I simply stored the new, reversed list in a new variable and free'd the
old one.
An alternative to this would be to add a new function to globus_list which
adds an element at the end of the list. With this there would be no need
to call globus_list_copy_reverse(...).


Change these things in the code, try it out and please tell me about
the results.


Additional information:
#######################

I extended the above example C-file by freeing the rsl at the end of the
program:
    globus_rsl_free_recursive(rsl);

The output of valgrind (valgrind-3.2.0) of the command

    valgrind --tool=memcheck --leak-check=yes memLeakTest

was the following:    

==16320== Memcheck, a memory error detector for x86-linux.
==16320== Copyright (C) 2002-2004, and GNU GPL'd, by Julian Seward et al.
==16320== Using valgrind-2.2.0, a program supervision framework for x86-linux.
==16320== Copyright (C) 2000-2004, and GNU GPL'd, by Julian Seward et al.
==16320== For more details, rerun with: -v
==16320==
==16320==
==16320== ERROR SUMMARY: 0 errors from 0 contexts (suppressed: 19 from 1)
==16320== malloc/free: in use at exit: 16426 bytes in 2 blocks.
==16320== malloc/free: 10126 allocs, 10124 frees, 135104 bytes allocated.
==16320== For counts of detected errors, rerun with: -v
==16320== searching for pointers to 2 not-freed blocks.
==16320== checked 1664660 bytes.
==16320==
==16320== LEAK SUMMARY:
==16320==    definitely lost: 0 bytes in 0 blocks.
==16320==    possibly lost:   0 bytes in 0 blocks.
==16320==    still reachable: 16426 bytes in 2 blocks.
==16320==         suppressed: 0 bytes in 0 blocks.
==16320== Reachable blocks (those to which a pointer was found) are not shown.
==16320== To see them, rerun with: --show-reachable=yes



I wondered about the "still reachable: 16426 bytes in 2 blocks."

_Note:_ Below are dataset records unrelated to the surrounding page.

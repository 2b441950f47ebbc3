//! Observer registry for project events.
//!
//! Handlers are called in registration order. The handler list is copied
//! before dispatch, so a handler may subscribe or unsubscribe others without
//! deadlocking; such changes take effect from the next event.

use parking_lot::RwLock;
use proxyforge_core::{uri, Asset, AssetError, AssetKind};
use std::sync::atomic::{AtomicU64, Ordering};
use std::sync::Arc;
use tracing::{trace, warn};
use uuid::Uuid;

/// Notifications emitted by a project.
#[derive(Debug, Clone, PartialEq)]
pub enum ProjectEvent {
    AssetAdded(Asset),
    AssetRemoved(Asset),
    /// An asset settled as errored. Sent once per id.
    ErrorLoadingAsset {
        error: AssetError,
        id: String,
        kind: AssetKind,
    },
    /// A timeline finished loading and all of its assets settled.
    Loaded { timeline: Uuid },
    ProxiesCreationStarted,
    ProxiesCreationPaused,
    ProxiesCreationCancelled,
    ProxiesCreated,
    /// Generating the proxy of `asset_id` failed; the batch continues.
    ProxyFailed { asset_id: String, error: String },
}

/// Handle returned by subscriptions, used to unsubscribe.
#[derive(Debug, Clone, Copy, PartialEq, Eq, Hash)]
pub struct SubscriptionId(u64);

type EventHandler = Arc<dyn Fn(&ProjectEvent) + Send + Sync>;
type MissingResourceHandler = Arc<dyn Fn(&AssetError, &Asset) -> Option<String> + Send + Sync>;

#[derive(Default)]
pub struct Signals {
    next_id: AtomicU64,
    handlers: RwLock<Vec<(SubscriptionId, EventHandler)>>,
    missing_resource: RwLock<Vec<(SubscriptionId, MissingResourceHandler)>>,
}

impl Signals {
    pub fn new() -> Self {
        Self::default()
    }

    fn next_id(&self) -> SubscriptionId {
        SubscriptionId(self.next_id.fetch_add(1, Ordering::Relaxed))
    }

    /// Register an event observer.
    pub fn subscribe(&self, handler: impl Fn(&ProjectEvent) + Send + Sync + 'static) -> SubscriptionId {
        let id = self.next_id();
        self.handlers.write().push((id, Arc::new(handler)));
        id
    }

    /// Register an answerer for missing-resource queries.
    ///
    /// The handler gets the failure and the asset, and may return a
    /// replacement URI.
    pub fn connect_missing_resource(
        &self,
        handler: impl Fn(&AssetError, &Asset) -> Option<String> + Send + Sync + 'static,
    ) -> SubscriptionId {
        let id = self.next_id();
        self.missing_resource.write().push((id, Arc::new(handler)));
        id
    }

    /// Returns false if `id` was not subscribed.
    pub fn unsubscribe(&self, id: SubscriptionId) -> bool {
        let mut removed = false;
        self.handlers.write().retain(|(sid, _)| {
            let keep = *sid != id;
            removed |= !keep;
            keep
        });
        self.missing_resource.write().retain(|(sid, _)| {
            let keep = *sid != id;
            removed |= !keep;
            keep
        });
        removed
    }

    pub fn emit(&self, event: ProjectEvent) {
        let handlers: Vec<EventHandler> =
            self.handlers.read().iter().map(|(_, h)| Arc::clone(h)).collect();
        trace!(?event, observers = handlers.len(), "Emitting project event");
        for handler in handlers {
            handler(&event);
        }
    }

    /// Poll missing-resource answerers in registration order.
    ///
    /// The first syntactically valid URI other than the asset's own id wins.
    pub fn query_missing_resource(&self, error: &AssetError, asset: &Asset) -> Option<String> {
        let handlers: Vec<MissingResourceHandler> = self
            .missing_resource
            .read()
            .iter()
            .map(|(_, h)| Arc::clone(h))
            .collect();

        for handler in handlers {
            let Some(candidate) = handler(error, asset) else {
                continue;
            };
            if uri::is_valid_uri(&candidate) && candidate != asset.id() {
                return Some(candidate);
            }
            let rejected = AssetError::InvalidReplacementUri(candidate);
            warn!(asset = %asset.id(), error = %rejected, "Ignoring replacement");
        }
        None
    }
}

impl std::fmt::Debug for Signals {
    fn fmt(&self, f: &mut std::fmt::Formatter<'_>) -> std::fmt::Result {
        f.debug_struct("Signals")
            .field("handlers", &self.handlers.read().len())
            .field("missing_resource", &self.missing_resource.read().len())
            .finish()
    }
}
impl Project {
    /// Create a project resolving files from disk and transcoding with the
    /// `ffmpeg` found on `PATH`.
    pub fn new(uri: Option<&str>) -> Self {
        Self::with_backends(
            uri,
            Arc::new(FileAssetLoader::new()),
            Arc::new(FfmpegEngine::with_binary("ffmpeg")),
        )
    }

    pub fn with_backends(
        uri: Option<&str>,
        loader: Arc<dyn AssetLoader>,
        engine: Arc<dyn TranscodeEngine>,
    ) -> Self {
        let uri = uri.map(uri::to_uri).filter(|u| {
            let valid = uri::is_valid_uri(u);
            if !valid {
                warn!(uri = %u, "Ignoring invalid project URI");
            }
            valid
        });
        let id = match &uri {
            Some(uri) => uri.clone(),
            None => format!(
                "project-{}",
                ANONYMOUS_PROJECTS.fetch_add(1, Ordering::Relaxed)
            ),
        };

        let signals = Arc::new(Signals::new());
        let (sender, receiver) = unbounded();
        let registry = AssetRegistry::new(Arc::clone(&loader), Arc::clone(&signals), sender.clone());

        debug!(project = %id, "Project created");
        Self {
            id,
            uri,
            settings: ProjectSettings::default(),
            loader,
            engine,
            signals,
            registry,
            resolver: MissingResourceResolver::new(),
            orchestrator: ProxyOrchestrator::new(),
            bindings: TimelineBindings::new(),
            overrides: HashMap::new(),
            profiles: Vec::new(),
            timelines: Vec::new(),
            pending_loaded: Vec::new(),
            sender,
            receiver,
        }
    }

    pub fn with_settings(mut self, settings: ProjectSettings) -> Self {
        self.settings = settings;
        self
    }

    pub fn id(&self) -> &str {
        &self.id
    }

    pub fn uri(&self) -> Option<&str> {
        self.uri.as_deref()
    }

    /// Set the project URI. It can only be set once.
    pub fn set_uri(&mut self, location: &str) -> ProjectResult<()> {
        if let Some(current) = &self.uri {
            warn!(project = %self.id, uri = %current, "Project URI already set");
            return Err(ProjectError::UriAlreadySet(current.clone()));
        }
        let location = uri::to_uri(location);
        if !uri::is_valid_uri(&location) {
            warn!(uri = %location, "Invalid project URI");
            return Err(ProjectError::InvalidUri(location));
        }
        self.uri = Some(location);
        Ok(())
    }

    pub fn settings(&self) -> &ProjectSettings {
        &self.settings
    }

    /// Set the project-wide proxy profile.
    pub fn set_proxy_profile(&mut self, profile: Option<EncodingProfile>) {
        self.settings.proxy_profile = profile;
    }

    /// Override the proxy profile of one asset.
    pub fn set_asset_proxy_profile(&mut self, asset_id: &str, profile: Option<EncodingProfile>) {
        match profile {
            Some(profile) => {
                self.overrides.insert(asset_id.to_string(), profile);
            }
            None => {
                self.overrides.remove(asset_id);
            }
        }
    }

    /// Profile proxies of `asset_id` are made with: its override, else the
    /// project-wide profile.
    pub fn proxy_profile_for(&self, asset_id: &str) -> Option<&EncodingProfile> {
        proxy::profile_for(&self.overrides, &self.settings, asset_id)
    }

    pub fn set_proxies_location(&mut self, location: Option<&str>) -> ProjectResult<()> {
        self.settings.set_proxies_location(location)
    }

    // ── Observers ───────────────────────────────────────────────────

    pub fn subscribe(&self, handler: impl Fn(&ProjectEvent) + Send + Sync + 'static) -> SubscriptionId {
        self.signals.subscribe(handler)
    }

    pub fn connect_missing_resource(
        &self,
        handler: impl Fn(&proxyforge_core::AssetError, &Asset) -> Option<String> + Send + Sync + 'static,
    ) -> SubscriptionId {
        self.signals.connect_missing_resource(handler)
    }

    pub fn unsubscribe(&self, id: SubscriptionId) -> bool {
        self.signals.unsubscribe(id)
    }

    // ── Assets ──────────────────────────────────────────────────────

    pub fn registry(&self) -> &AssetRegistry {
        &self.registry
    }

    /// Request an asset. Returns false if the id is already known.
    pub fn create_asset(&self, id: &str, kind: AssetKind) -> bool {
        self.registry.create(id, kind)
    }

    pub fn add_asset(&self, asset: Asset) -> bool {
        self.registry.add(asset)
    }

    pub fn remove_asset(&self, id: &str) -> bool {
        self.registry.remove(id)
    }

    pub fn get_asset(&self, id: &str, filter: impl Into<KindFilter>) -> Option<Asset> {
        self.registry.get(id, filter)
    }

    pub fn list_assets(&self, filter: impl Into<KindFilter>) -> Vec<Asset> {
        self.registry.list(filter)
    }

    pub fn list_proxies(&self, filter: impl Into<KindFilter>) -> Vec<Asset> {
        self.registry.list_proxies(filter)
    }

    pub fn proxy_for(&self, parent_id: &str) -> Option<Asset> {
        self.registry.proxy_for(parent_id)
    }

    pub fn loading_assets(&self) -> Vec<Asset> {
        self.registry.loading_assets()
    }

    pub fn asset_state(&self, id: &str) -> Option<AssetState> {
        self.registry.state_of(id)
    }

    // ── Encoding profiles ───────────────────────────────────────────

    /// Add a profile to the catalogue, replacing one with the same name.
    ///
    /// Returns true if a profile was replaced.
    pub fn add_encoding_profile(&mut self, profile: EncodingProfile) -> bool {
        match self.profiles.iter_mut().find(|p| p.name == profile.name) {
            Some(existing) => {
                *existing = profile;
                true
            }
            None => {
                self.profiles.insert(0, profile);
                false
            }
        }
    }

    pub fn list_encoding_profiles(&self) -> &[EncodingProfile] {
        &self.profiles
    }

    // ── Documents ───────────────────────────────────────────────────

    fn claim(&self, timeline: &mut Timeline) -> ProjectResult<()> {
        match timeline.project() {
            Some(owner) if owner != self.id => {
                Err(TimelineError::NotOwned(owner.to_string()).into())
            }
            _ => {
                timeline.set_project(Some(self.id.clone()));
                Ok(())
            }
        }
    }

    /// Load the project document into `timeline`.
    ///
    /// Every referenced asset is requested; [`ProjectEvent::Loaded`] follows
    /// once none of them is loading anymore. A project without URI loads an
    /// empty timeline.
    pub fn load(&mut self, timeline: &SharedTimeline, formatter: &dyn Formatter) -> ProjectResult<()> {
        let references: Vec<AssetRequest> = {
            let mut tl = timeline.write();
            self.claim(&mut tl)?;
            match &self.uri {
                Some(uri) => formatter.load(&mut tl, uri)?,
                None => Vec::new(),
            }
        };

        info!(project = %self.id, assets = references.len(), "Loading project");
        for reference in references {
            self.registry.create(&reference.id, reference.kind);
        }

        if !self.timelines.iter().any(|t| Arc::ptr_eq(t, timeline)) {
            self.timelines.push(Arc::clone(timeline));
        }
        self.pending_loaded.push(Arc::clone(timeline));
        Ok(())
    }

    /// Save `timeline` to `location`. An anonymous project adopts the location.
    pub fn save(
        &mut self,
        timeline: &SharedTimeline,
        location: &str,
        formatter: &dyn Formatter,
        overwrite: bool,
    ) -> ProjectResult<()> {
        let location = uri::to_uri(location);
        if !uri::is_valid_uri(&location) {
            return Err(ProjectError::InvalidUri(location));
        }
        {
            let mut tl = timeline.write();
            self.claim(&mut tl)?;
            formatter.save(&tl, &location, overwrite)?;
        }
        info!(project = %self.id, uri = %location, "Project saved");
        if self.uri.is_none() {
            self.uri = Some(location);
        }
        Ok(())
    }

    // ── Proxies ─────────────────────────────────────────────────────

    /// Opt a timeline in or out of proxy substitution.
    pub fn use_proxies_for_timeline(&mut self, timeline: &SharedTimeline, enabled: bool) -> bool {
        self.bindings.set(timeline, enabled)
    }

    pub fn start_proxy_creation(&mut self) -> StartOutcome {
        let cx = proxy_cx!(self);
        self.orchestrator.start(&cx)
    }

    pub fn pause_proxy_creation(&mut self) -> ProjectResult<()> {
        let cx = proxy_cx!(self);
        self.orchestrator.pause(&cx)
    }

    pub fn cancel_proxy_creation(&mut self) -> ProjectResult<()> {
        let cx = proxy_cx!(self);
        self.orchestrator.cancel(&cx)
    }

    /// Transcode a proxy of one asset outside bulk creation.
    pub fn request_proxy_for(&mut self, asset_id: &str) -> ProjectResult<JobId> {
        let cx = proxy_cx!(self);
        self.orchestrator.request_proxy_for(&cx, asset_id)
    }

    pub fn proxy_state(&self) -> ProxyState {
        self.orchestrator.state()
    }

    pub fn proxy_errors(&self) -> &[ProxyFailure] {
        self.orchestrator.failures()
    }

    pub fn active_job(&self) -> Option<JobId> {
        self.orchestrator.active_job()
    }

    // ── Message loop ────────────────────────────────────────────────

    /// Handle every completion received so far without blocking.
    ///
    /// Returns the number of messages handled.
    pub fn dispatch_pending(&mut self) -> usize {
        let mut handled = 0;
        while let Ok(message) = self.receiver.try_recv() {
            self.handle(message);
            handled += 1;
        }
        self.settle();
        handled
    }

    /// Whether no request, probe or job is outstanding.
    pub fn is_idle(&self) -> bool {
        self.receiver.is_empty()
            && self.pending_loaded.is_empty()
            && !self.registry.is_loading_any()
            && !self.orchestrator.is_busy()
    }

    /// Handle completions until the project is idle or `timeout` elapses.
    ///
    /// Returns whether the project became idle.
    pub fn wait_idle(&mut self, timeout: Duration) -> bool {
        let deadline = Instant::now() + timeout;
        loop {
            self.dispatch_pending();
            if self.is_idle() {
                return true;
            }
            let remaining = deadline.saturating_duration_since(Instant::now());
            if remaining.is_zero() {
                return false;
            }
            match self.receiver.recv_timeout(remaining) {
                Ok(message) => self.handle(message),
                Err(RecvTimeoutError::Timeout) => {}
                Err(RecvTimeoutError::Disconnected) => return self.is_idle(),
            }
        }
    }

    fn handle(&mut self, message: ProjectMessage) {
        match message {
            ProjectMessage::AssetLoaded { request, result } => self.on_asset_loaded(request, result),
            ProjectMessage::ProxyProbed { token, result } => {
                let cx = proxy_cx!(self);
                self.orchestrator.handle_probe(&cx, token, result);
            }
            ProjectMessage::JobFinished(report) => {
                let cx = proxy_cx!(self);
                self.orchestrator.handle_job(&cx, report);
            }
        }
    }

    fn on_asset_loaded(&mut self, request: AssetRequest, result: AssetResult<Asset>) {
        let Some(pending) = self.registry.loading(&request.id) else {
            debug!(asset = %request.id, "Dropping completion of an asset no longer loading");
            return;
        };

        match result {
            Ok(asset) => {
                if let Some(retry) = self.resolver.settle(&request.id) {
                    self.relocated(&retry.original, asset.id());
                }
                if !self.registry.add(asset) {
                    self.registry.forget_loading(&request.id);
                }
            }
            Err(error) => {
                if let Some(retry) = self.resolver.settle(&request.id) {
                    // the replacement failed too, no second resolution
                    self.registry.mark_errored(&retry.original, &error);
                    if !retry.shared {
                        self.registry.forget_loading(&request.id);
                        return;
                    }
                    // requested on its own as well, so it gets its own pass
                }

                let Some(new_id) = self.resolver.resolve(
                    &self.registry,
                    self.loader.as_ref(),
                    &self.signals,
                    &pending,
                    &error,
                ) else {
                    return;
                };

                if !self.registry.create(&new_id, pending.kind()) {
                    self.replacement_known(&new_id, &error);
                }
            }
        }
    }

    /// The replacement id was already known, so no request was issued.
    fn replacement_known(&mut self, new_id: &str, error: &proxyforge_core::AssetError) {
        match self.registry.state_of(new_id) {
            // settles through the request already in flight
            Some(AssetState::Loading) => {
                self.resolver.share(new_id);
            }
            Some(AssetState::Loaded) => {
                if let Some(retry) = self.resolver.settle(new_id) {
                    self.relocated(&retry.original, new_id);
                }
            }
            _ => {
                if let Some(retry) = self.resolver.settle(new_id) {
                    self.registry.mark_errored(&retry.original, error);
                }
            }
        }
    }

    fn relocated(&self, original: &Asset, new_id: &str) {
        info!(asset = %original.id(), new_id = %new_id, "Missing asset relocated");
        self.loader.note_relocation(original.id(), new_id);
        for timeline in &self.timelines {
            let mut timeline = timeline.write();
            if timeline.rebind_asset(original.id(), new_id) > 0 {
                timeline.commit();
            }
        }
    }

    fn settle(&mut self) {
        if self.registry.is_loading_any() {
            return;
        }

        if !self.pending_loaded.is_empty() {
            for timeline in std::mem::take(&mut self.pending_loaded) {
                let id = {
                    let mut timeline = timeline.write();
                    timeline.commit();
                    timeline.id
                };
                info!(project = %self.id, timeline = %id, "Project loaded");
                self.signals.emit(ProjectEvent::Loaded { timeline: id });
            }
            if self.orchestrator.state() == ProxyState::Idle && self.settings.proxy_profile.is_some() {
                self.start_proxy_creation();
            }
        }

        if self.orchestrator.is_deferred() {
            self.start_proxy_creation();
        }
    }
}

The explanation is probably:

A Parser generated by Flex and Bison is used to create the rsl from the
string in the function call
    rsl = globus_rsl_parse(job);

I created a very simple dummy scanner using flex without using any globus
code, started this program with valgrind too and the result was the same: 
    "still reachable: 16426 bytes in 2 blocks."

So I'm quite sure that the reason for this message can be found in flex.

Here is a discussion on flex and possible memory leaks:
    http://compilers.iecc.com/comparch/article/05-10-140


Martin
------- Comment #12 From 2006-07-21 03:21:03 -------
sorry, i forgot to say that I work with GT version 4.0.2.
My attachment "fixes a memory leak" is the modified file globus_rsl.c
from this GT version
------- Comment #13 From 2006-07-23 16:54:10 -------
This appears to fix memory leak. Excellent! Thanks for fixing this so quickly.

I've produced a patch for 4.0.2 (cleaned up some whitespace/tab noise from the
fixed file). I'll attach it. I assume this will go into the dev tree. 

Will there be an updated package to globus 4.0.2? It is not important for us as
we are aware of the problem and can now deal with it, but it has been a
showstopper for some, and it might be for others.
------- Comment #14 From 2006-07-23 16:55:18 -------
Created an attachment (id=1012) [details]
Patch for Globus 4.0.2 which fixes the memory leak

Based on Martins globus_rsl.c file. Cleaned up tab noise.
------- Comment #15 From 2006-07-24 08:56:13 -------
hm, i never imported something to CVS and don't have the rights to do so,
because i'm a newbie in the Globus team.
I'll ask some people how to deal with this ...
------- Comment #16 From 2006-07-26 13:35:56 -------
Joe,

Can you review test and commit this patch?  I think it should be committed to
4.0 branch and trunk.

Thanks,
Stu

Martin: nice job on the fix!
------- Comment #17 From 2006-07-31 10:01:08 -------
Looks good. I committed to 4.0 branch and trunk.